• DATA UNDER STUDY:
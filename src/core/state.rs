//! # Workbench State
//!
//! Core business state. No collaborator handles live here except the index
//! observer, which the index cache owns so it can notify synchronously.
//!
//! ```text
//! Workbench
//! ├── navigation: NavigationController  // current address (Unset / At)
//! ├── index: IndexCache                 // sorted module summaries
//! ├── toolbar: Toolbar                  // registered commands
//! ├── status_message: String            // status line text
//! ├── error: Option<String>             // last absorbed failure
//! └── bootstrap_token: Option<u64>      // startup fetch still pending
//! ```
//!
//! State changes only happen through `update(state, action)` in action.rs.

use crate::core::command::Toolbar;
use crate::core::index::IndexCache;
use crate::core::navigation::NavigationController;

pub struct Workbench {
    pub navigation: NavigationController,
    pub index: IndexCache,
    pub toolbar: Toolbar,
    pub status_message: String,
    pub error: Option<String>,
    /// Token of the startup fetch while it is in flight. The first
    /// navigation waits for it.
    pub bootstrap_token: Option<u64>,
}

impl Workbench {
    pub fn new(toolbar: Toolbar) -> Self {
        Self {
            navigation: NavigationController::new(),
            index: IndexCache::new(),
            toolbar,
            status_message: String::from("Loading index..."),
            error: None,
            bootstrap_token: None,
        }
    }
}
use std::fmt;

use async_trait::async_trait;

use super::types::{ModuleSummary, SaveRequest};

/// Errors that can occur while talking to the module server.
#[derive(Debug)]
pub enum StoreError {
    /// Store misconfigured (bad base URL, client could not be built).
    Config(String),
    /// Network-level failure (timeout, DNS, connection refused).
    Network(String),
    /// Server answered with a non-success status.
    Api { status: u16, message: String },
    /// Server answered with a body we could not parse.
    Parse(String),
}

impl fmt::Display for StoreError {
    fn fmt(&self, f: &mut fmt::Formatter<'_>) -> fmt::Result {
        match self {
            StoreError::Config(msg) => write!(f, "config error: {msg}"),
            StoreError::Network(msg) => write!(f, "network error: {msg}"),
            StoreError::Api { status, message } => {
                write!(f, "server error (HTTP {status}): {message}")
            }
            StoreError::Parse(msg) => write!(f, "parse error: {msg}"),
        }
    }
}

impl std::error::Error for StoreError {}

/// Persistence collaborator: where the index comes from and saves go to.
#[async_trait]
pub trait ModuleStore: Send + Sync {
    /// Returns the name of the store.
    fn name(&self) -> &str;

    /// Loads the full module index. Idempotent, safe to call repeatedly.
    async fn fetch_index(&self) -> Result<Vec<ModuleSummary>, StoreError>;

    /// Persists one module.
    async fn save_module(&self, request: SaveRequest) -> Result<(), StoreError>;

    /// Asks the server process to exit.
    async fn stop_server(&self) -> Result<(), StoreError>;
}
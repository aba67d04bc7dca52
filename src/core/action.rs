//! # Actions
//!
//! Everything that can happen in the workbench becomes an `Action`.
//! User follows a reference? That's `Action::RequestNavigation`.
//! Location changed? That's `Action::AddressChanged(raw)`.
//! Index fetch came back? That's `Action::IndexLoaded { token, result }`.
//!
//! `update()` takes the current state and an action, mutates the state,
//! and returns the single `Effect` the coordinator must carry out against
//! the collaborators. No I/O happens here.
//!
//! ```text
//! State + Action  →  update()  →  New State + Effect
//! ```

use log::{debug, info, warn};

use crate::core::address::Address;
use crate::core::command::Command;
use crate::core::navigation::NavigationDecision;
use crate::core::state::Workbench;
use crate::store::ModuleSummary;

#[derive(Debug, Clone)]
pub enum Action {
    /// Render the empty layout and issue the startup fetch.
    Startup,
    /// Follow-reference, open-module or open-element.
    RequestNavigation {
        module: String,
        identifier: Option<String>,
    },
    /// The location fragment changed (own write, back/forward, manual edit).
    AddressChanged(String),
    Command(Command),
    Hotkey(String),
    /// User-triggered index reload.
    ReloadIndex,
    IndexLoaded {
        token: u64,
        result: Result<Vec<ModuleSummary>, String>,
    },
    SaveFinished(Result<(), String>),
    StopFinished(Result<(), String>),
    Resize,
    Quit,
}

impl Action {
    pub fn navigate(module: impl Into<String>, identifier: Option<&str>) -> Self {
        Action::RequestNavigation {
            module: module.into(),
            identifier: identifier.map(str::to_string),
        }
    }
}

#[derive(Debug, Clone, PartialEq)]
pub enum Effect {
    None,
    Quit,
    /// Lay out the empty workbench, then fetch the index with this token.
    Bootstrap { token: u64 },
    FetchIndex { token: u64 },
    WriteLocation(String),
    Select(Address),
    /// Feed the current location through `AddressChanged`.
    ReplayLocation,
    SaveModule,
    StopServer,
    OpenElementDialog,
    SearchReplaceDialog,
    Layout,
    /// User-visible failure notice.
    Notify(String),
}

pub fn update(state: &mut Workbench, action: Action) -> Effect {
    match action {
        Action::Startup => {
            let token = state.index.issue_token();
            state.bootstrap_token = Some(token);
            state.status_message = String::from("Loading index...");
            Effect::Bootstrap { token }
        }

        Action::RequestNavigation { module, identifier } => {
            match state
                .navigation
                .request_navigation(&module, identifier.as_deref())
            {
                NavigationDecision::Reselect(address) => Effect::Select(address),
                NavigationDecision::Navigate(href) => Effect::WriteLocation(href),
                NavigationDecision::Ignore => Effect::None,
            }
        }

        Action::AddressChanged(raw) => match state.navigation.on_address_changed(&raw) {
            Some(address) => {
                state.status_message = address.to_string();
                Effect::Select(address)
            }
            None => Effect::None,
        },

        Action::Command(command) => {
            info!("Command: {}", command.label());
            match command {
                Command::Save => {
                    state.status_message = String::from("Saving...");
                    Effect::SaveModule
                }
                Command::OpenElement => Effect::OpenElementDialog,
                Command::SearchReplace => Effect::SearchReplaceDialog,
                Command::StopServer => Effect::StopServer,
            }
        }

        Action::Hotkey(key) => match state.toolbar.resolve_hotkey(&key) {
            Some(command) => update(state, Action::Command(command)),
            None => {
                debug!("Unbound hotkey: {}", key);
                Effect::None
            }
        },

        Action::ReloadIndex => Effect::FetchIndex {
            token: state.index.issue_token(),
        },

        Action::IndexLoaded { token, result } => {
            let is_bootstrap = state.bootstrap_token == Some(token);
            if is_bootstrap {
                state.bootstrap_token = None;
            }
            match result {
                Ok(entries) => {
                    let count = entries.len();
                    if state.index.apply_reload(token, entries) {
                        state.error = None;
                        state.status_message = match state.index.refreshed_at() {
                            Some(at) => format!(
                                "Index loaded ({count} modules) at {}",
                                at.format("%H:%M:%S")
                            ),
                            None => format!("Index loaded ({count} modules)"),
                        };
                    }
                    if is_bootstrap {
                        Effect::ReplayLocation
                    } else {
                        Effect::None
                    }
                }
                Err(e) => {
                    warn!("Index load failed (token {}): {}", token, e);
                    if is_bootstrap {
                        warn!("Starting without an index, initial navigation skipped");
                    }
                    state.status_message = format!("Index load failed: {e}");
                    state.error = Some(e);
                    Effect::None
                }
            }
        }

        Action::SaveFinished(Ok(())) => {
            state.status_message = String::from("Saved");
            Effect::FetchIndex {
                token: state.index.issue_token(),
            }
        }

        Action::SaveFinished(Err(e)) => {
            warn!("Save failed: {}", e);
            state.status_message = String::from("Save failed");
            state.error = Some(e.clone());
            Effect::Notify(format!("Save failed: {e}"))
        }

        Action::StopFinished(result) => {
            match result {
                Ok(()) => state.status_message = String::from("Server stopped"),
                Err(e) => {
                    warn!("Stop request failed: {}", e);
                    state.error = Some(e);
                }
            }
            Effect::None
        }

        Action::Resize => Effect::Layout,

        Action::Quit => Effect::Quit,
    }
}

• WHAT IS REQUIRED: Verbatim reproduction of the entries is required.

• TASK OUTPUT:
filename src/core/state.rs
//! # Workbench State
//!
//! Core business state. No collaborator handles live here except the index
//! observer, which the index cache owns so it can notify synchronously.
//!
//! ```text
//! Workbench
//! ├── navigation: NavigationController  // current address (Unset / At)
//! ├── index: IndexCache                 // sorted module summaries
//! ├── toolbar: Toolbar                  // registered commands
//! ├── status_message: String            // status line text
//! ├── error: Option<String>             // last absorbed failure
//! └── bootstrap_token: Option<u64>      // startup fetch still pending
//! ```
//!
//! State changes only happen through `update(state, action)` in action.rs.

use crate::core::command::Toolbar;
use crate::core::index::IndexCache;
use crate::core::navigation::NavigationController;

pub struct Workbench {
    pub navigation: NavigationController,
    pub index: IndexCache,
    pub toolbar: Toolbar,
    pub status_message: String,
    pub error: Option<String>,
    /// Token of the startup fetch while it is in flight. The first
    /// navigation waits for it.
    pub bootstrap_token: Option<u64>,
}

impl Workbench {
    pub fn new(toolbar: Toolbar) -> Self {
        Self {
            navigation: NavigationController::new(),
            index: IndexCache::new(),
            toolbar,
            status_message: String::from("Loading index..."),
            error: None,
            bootstrap_token: None,
        }
    }
}
use std::fmt;

use async_trait::async_trait;

use super::types::{ModuleSummary, SaveRequest};

/// Errors that can occur while talking to the module server.
#[derive(Debug)]
pub enum StoreError {
    /// Store misconfigured (bad base URL, client could not be built).
    Config(String),
    /// Network-level failure (timeout, DNS, connection refused).
    Network(String),
    /// Server answered with a non-success status.
    Api { status: u16, message: String },
    /// Server answered with a body we could not parse.
    Parse(String),
}

impl fmt::Display for StoreError {
    fn fmt(&self, f: &mut fmt::Formatter<'_>) -> fmt::Result {
        match self {
            StoreError::Config(msg) => write!(f, "config error: {msg}"),
            StoreError::Network(msg) => write!(f, "network error: {msg}"),
            StoreError::Api { status, message } => {
                write!(f, "server error (HTTP {status}): {message}")
            }
            StoreError::Parse(msg) => write!(f, "parse error: {msg}"),
        }
    }
}

impl std::error::Error for StoreError {}

/// Persistence collaborator: where the index comes from and saves go to.
#[async_trait]
pub trait ModuleStore: Send + Sync {
    /// Returns the name of the store.
    fn name(&self) -> &str;

    /// Loads the full module index. Idempotent, safe to call repeatedly.
    async fn fetch_index(&self) -> Result<Vec<ModuleSummary>, StoreError>;

    /// Persists one module.
    async fn save_module(&self, request: SaveRequest) -> Result<(), StoreError>;

    /// Asks the server process to exit.
    async fn stop_server(&self) -> Result<(), StoreError>;
}
repository aba67d04bc7dca52
filename src/core/action.rs
//! # Actions
//!
//! Everything that can happen in the workbench becomes an `Action`.
//! User follows a reference? That's `Action::RequestNavigation`.
//! Location changed? That's `Action::AddressChanged(raw)`.
//! Index fetch came back? That's `Action::IndexLoaded { token, result }`.
//!
//! `update()` takes the current state and an action, mutates the state,
//! and returns the single `Effect` the coordinator must carry out against
//! the collaborators. No I/O happens here.
//!
//! ```text
//! State + Action  →  update()  →  New State + Effect
//! ```

use log::{debug, info, warn};

use crate::core::address::Address;
use crate::core::command::Command;
use crate::core::navigation::NavigationDecision;
use crate::core::state::Workbench;
use crate::store::ModuleSummary;

#[derive(Debug, Clone)]
pub enum Action {
    /// Render the empty layout and issue the startup fetch.
    Startup,
    /// Follow-reference, open-module or open-element.
    RequestNavigation {
        module: String,
        identifier: Option<String>,
    },
    /// The location fragment changed (own write, back/forward, manual edit).
    AddressChanged(String),
    Command(Command),
    Hotkey(String),
    /// User-triggered index reload.
    ReloadIndex,
    IndexLoaded {
        token: u64,
        result: Result<Vec<ModuleSummary>, String>,
    },
    SaveFinished(Result<(), String>),
    StopFinished(Result<(), String>),
    Resize,
    Quit,
}

impl Action {
    pub fn navigate(module: impl Into<String>, identifier: Option<&str>) -> Self {
        Action::RequestNavigation {
            module: module.into(),
            identifier: identifier.map(str::to_string),
        }
    }
}

#[derive(Debug, Clone, PartialEq)]
pub enum Effect {
    None,
    Quit,
    /// Lay out the empty workbench, then fetch the index with this token.
    Bootstrap { token: u64 },
    FetchIndex { token: u64 },
    WriteLocation(String),
    Select(Address),
    /// Feed the current location through `AddressChanged`.
    ReplayLocation,
    SaveModule,
    StopServer,
    OpenElementDialog,
    SearchReplaceDialog,
    Layout,
    /// User-visible failure notice.
    Notify(String),
}

pub fn update(state: &mut Workbench, action: Action) -> Effect {
    match action {
        Action::Startup => {
            let token = state.index.issue_token();
            state.bootstrap_token = Some(token);
            state.status_message = String::from("Loading index...");
            Effect::Bootstrap { token }
        }

        Action::RequestNavigation { module, identifier } => {
            match state
                .navigation
                .request_navigation(&module, identifier.as_deref())
            {
                NavigationDecision::Reselect(address) => Effect::Select(address),
                NavigationDecision::Navigate(href) => Effect::WriteLocation(href),
                NavigationDecision::Ignore => Effect::None,
            }
        }

        Action::AddressChanged(raw) => match state.navigation.on_address_changed(&raw) {
            Some(address) => {
                state.status_message = address.to_string();
                Effect::Select(address)
            }
            None => Effect::None,
        },

        Action::Command(command) => {
            info!("Command: {}", command.label());
            match command {
                Command::Save => {
                    state.status_message = String::from("Saving...");
                    Effect::SaveModule
                }
                Command::OpenElement => Effect::OpenElementDialog,
                Command::SearchReplace => Effect::SearchReplaceDialog,
                Command::StopServer => Effect::StopServer,
            }
        }

        Action::Hotkey(key) => match state.toolbar.resolve_hotkey(&key) {
            Some(command) => update(state, Action::Command(command)),
            None => {
                debug!("Unbound hotkey: {}", key);
                Effect::None
            }
        },

        Action::ReloadIndex => Effect::FetchIndex {
            token: state.index.issue_token(),
        },

        Action::IndexLoaded { token, result } => {
            let is_bootstrap = state.bootstrap_token == Some(token);
            if is_bootstrap {
                state.bootstrap_token = None;
            }
            match result {
                Ok(entries) => {
                    let count = entries.len();
                    if state.index.apply_reload(token, entries) {
                        state.error = None;
                        state.status_message = match state.index.refreshed_at() {
                            Some(at) => format!(
                                "Index loaded ({count} modules) at {}",
                                at.format("%H:%M:%S")
                            ),
                            None => format!("Index loaded ({count} modules)"),
                        };
                    }
                    if is_bootstrap {
                        Effect::ReplayLocation
                    } else {
                        Effect::None
                    }
                }
                Err(e) => {
                    warn!("Index load failed (token {}): {}", token, e);
                    if is_bootstrap {
                        warn!("Starting without an index, initial navigation skipped");
                    }
                    state.status_message = format!("Index load failed: {e}");
                    state.error = Some(e);
                    Effect::None
                }
            }
        }

        Action::SaveFinished(Ok(())) => {
            state.status_message = String::from("Saved");
            Effect::FetchIndex {
                token: state.index.issue_token(),
            }
        }

        Action::SaveFinished(Err(e)) => {
            warn!("Save failed: {}", e);
            state.status_message = String::from("Save failed");
            state.error = Some(e.clone());
            Effect::Notify(format!("Save failed: {e}"))
        }

        Action::StopFinished(result) => {
            match result {
                Ok(()) => state.status_message = String::from("Server stopped"),
                Err(e) => {
                    warn!("Stop request failed: {}", e);
                    state.error = Some(e);
                }
            }
            Effect::None
        }

        Action::Resize => Effect::Layout,

        Action::Quit => Effect::Quit,
    }
}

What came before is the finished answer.